Diario de Tipacoque by Eduardo Caballero Calderón

Diario de Tipacoque by Eduardo Caballero Calderón

autor:Eduardo Caballero Calderón [Caballero Calderón, Eduardo]
La lengua: spa
Format: epub
Tags: Novela, Drama
editor: ePubLibre
publicado: 1949-12-31T16:00:00+00:00


* * *

—¿De qué se ta riyendo solo, mi amo? me dice Santicos. —De los ricos, comadre…

—Eso es jaita de caridá, sumercé…

—De veras, ¡pobres!… ¡Hola, comadre!

—¿Qué me quere sumercé?

—¿Me rasca otra vez las espaldas, ahí, entre las paletas?… Eso… Un poquito más fuerte… Menos… Más… ¡Ay!

CONVALECENCIA

EXISTE un placer que desconocen los sanos, los pictóricos, los optimistas, los fuertes, que es el de convalecer. Nunca es tan bella la vida como cuando se acaba de escapar a la muerte y se tiene la impresión física de que la salud es un equilibrio inestable que en cualquier momento puede quebrarse. Cuando estamos enfermos comprendemos que la salud no es un regalo de la naturaleza sino una gracia de la Providencia, y una y otra son soberanos caprichosos que en cualquier momento nos pueden despojar del bien que poseemos. Por eso cuando estaba enfermo, pensaba yo que la enfermedad es el estado normal del hombre y la salud es un privilegio.

Yo permanecí cerca de un año bocarriba en una cama, inmóvil, con una pierna embutida en un tubo de yeso que me subía de los calcañares hasta la cintura, en posición tan incómoda que tenía los pies más altos que la cabeza. Cuando me libertaron de aquel cepo ortopédico y comencé a caminar muy despacio, en muletas, tuve el placer inmenso de trasladarme de un lugar a otro, un placer ingenuo que jamás había sentido con tai» intensidad cuando podía correr, saltar, y subir a los árboles. Su quietud, anclados como están a la tierra, me parecía tan tremenda cuando estaba acostado, que a veces imaginaba (puesto que son vivos y deben tener alguna rudimentaria conciencia de su propia vida) que vivían suspirando por el viento de agosto que les sacude hasta las raíces, y silba en los follajes, y empuja las gruesas ramas que se doblan pugnando por desprenderse del tronco para echarse a volar.

Poco a poco descubría cosas maravillosas que creía conocidas, pero en las cuales nunca había reparado hasta entonces: entre otras el sol tibio que me calentaba las manos y al cerrar los ojos se insinuaba de pronto, violento como una hoguera que estuviera muy próxima y de la cual los párpados no pudieran proteger mis retinas.

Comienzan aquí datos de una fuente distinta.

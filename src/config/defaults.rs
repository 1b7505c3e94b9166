// SPDX-License-Identifier: MPL-2.0
//! Centralized default values for all configuration constants.
//!
//! # Categories
//!
//! - **Slideshow**: interval in seconds and its bounds
//! - **Gestures**: minimum swipe travel
//! - **Browser**: options of a freshly mounted instance

use crate::domain::ui::newtypes::{interval_bounds, swipe_bounds};

// ==========================================================================
// Slideshow Defaults
// ==========================================================================

/// Default time each image stays on screen (in seconds).
pub const DEFAULT_SLIDESHOW_INTERVAL_SECS: u32 = interval_bounds::DEFAULT;

/// Minimum slideshow interval (in seconds).
pub const MIN_SLIDESHOW_INTERVAL_SECS: u32 = interval_bounds::MIN;

/// Maximum slideshow interval (in seconds).
pub const MAX_SLIDESHOW_INTERVAL_SECS: u32 = interval_bounds::MAX;

/// Whether an interval change re-arms the pending wait immediately.
pub const DEFAULT_RESCHEDULE_ON_INTERVAL_CHANGE: bool = false;

// ==========================================================================
// Gesture Defaults
// ==========================================================================

/// Default minimum swipe travel in logical pixels.
pub const DEFAULT_SWIPE_THRESHOLD_PX: f32 = swipe_bounds::DEFAULT;

// ==========================================================================
// Browser Defaults
// ==========================================================================

/// Whether the info panel shows the like/share/comment row.
pub const DEFAULT_SHOW_ACTIONS: bool = false;

/// Thumbnails per row assumed for the grid layout.
pub const DEFAULT_GRID_COLUMNS: usize = 4;

// ==========================================================================
// Compile-time Validation
// ==========================================================================

const _: () = {
    assert!(MIN_SLIDESHOW_INTERVAL_SECS > 0);
    assert!(MAX_SLIDESHOW_INTERVAL_SECS >= MIN_SLIDESHOW_INTERVAL_SECS);
    assert!(DEFAULT_SLIDESHOW_INTERVAL_SECS >= MIN_SLIDESHOW_INTERVAL_SECS);
    assert!(DEFAULT_SLIDESHOW_INTERVAL_SECS <= MAX_SLIDESHOW_INTERVAL_SECS);

    assert!(DEFAULT_SWIPE_THRESHOLD_PX >= swipe_bounds::MIN);
    assert!(DEFAULT_SWIPE_THRESHOLD_PX <= swipe_bounds::MAX);

    assert!(DEFAULT_GRID_COLUMNS > 0);
};

#[cfg(test)]
mod tests {
    use super::*;

    #[test]
    fn slideshow_defaults_are_valid() {
        assert_eq!(DEFAULT_SLIDESHOW_INTERVAL_SECS, 5);
        assert_eq!(MIN_SLIDESHOW_INTERVAL_SECS, 1);
        assert_eq!(MAX_SLIDESHOW_INTERVAL_SECS, 10);
    }

    #[test]
    fn swipe_default_is_ten_pixels() {
        assert_eq!(DEFAULT_SWIPE_THRESHOLD_PX, 10.0);
    }
}
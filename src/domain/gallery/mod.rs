// SPDX-License-Identifier: MPL-2.0
//! Gallery domain types.
//!
//! The gallery is the caller's ordered image collection. It is referenced,
//! never copied or reordered, and answers position and neighbor queries
//! with circular wraparound.

#[allow(clippy::module_inception)]
mod gallery;
mod image;

pub use gallery::{Gallery, ImageId};
pub use image::Image;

Permanecía largas horas tirado bocarriba en el potrero, mirando trabajar a las nubes, porque jamás en la ciudad había caído en la cuenta de que el cielo estuviera tan próximo y fuese tan cambiante.

Escuchaba, como un torrente subterráneo, el rumor de la sangre en la concha de las orejas; y la conciencia de mis venas y la realidad de la onda tibia y silenciosa que ellas reparten por mis entrañas, me invadía de gozo. ¡Es increíble, pensaba, que durante tantos años no hubiera aprendido a gozar de la brisa que apenas roza los vellos de mis manos, yo, que compadecía tanto la quietud de los árboles! Y este placer tan tierno y casi inexpresable que consiste en percibir la presencia o la ausencia del sol, cuando tirado en el suelo con los ojos cerrados parece que una mano suave e invisible me arropa y me destapa alternativamente.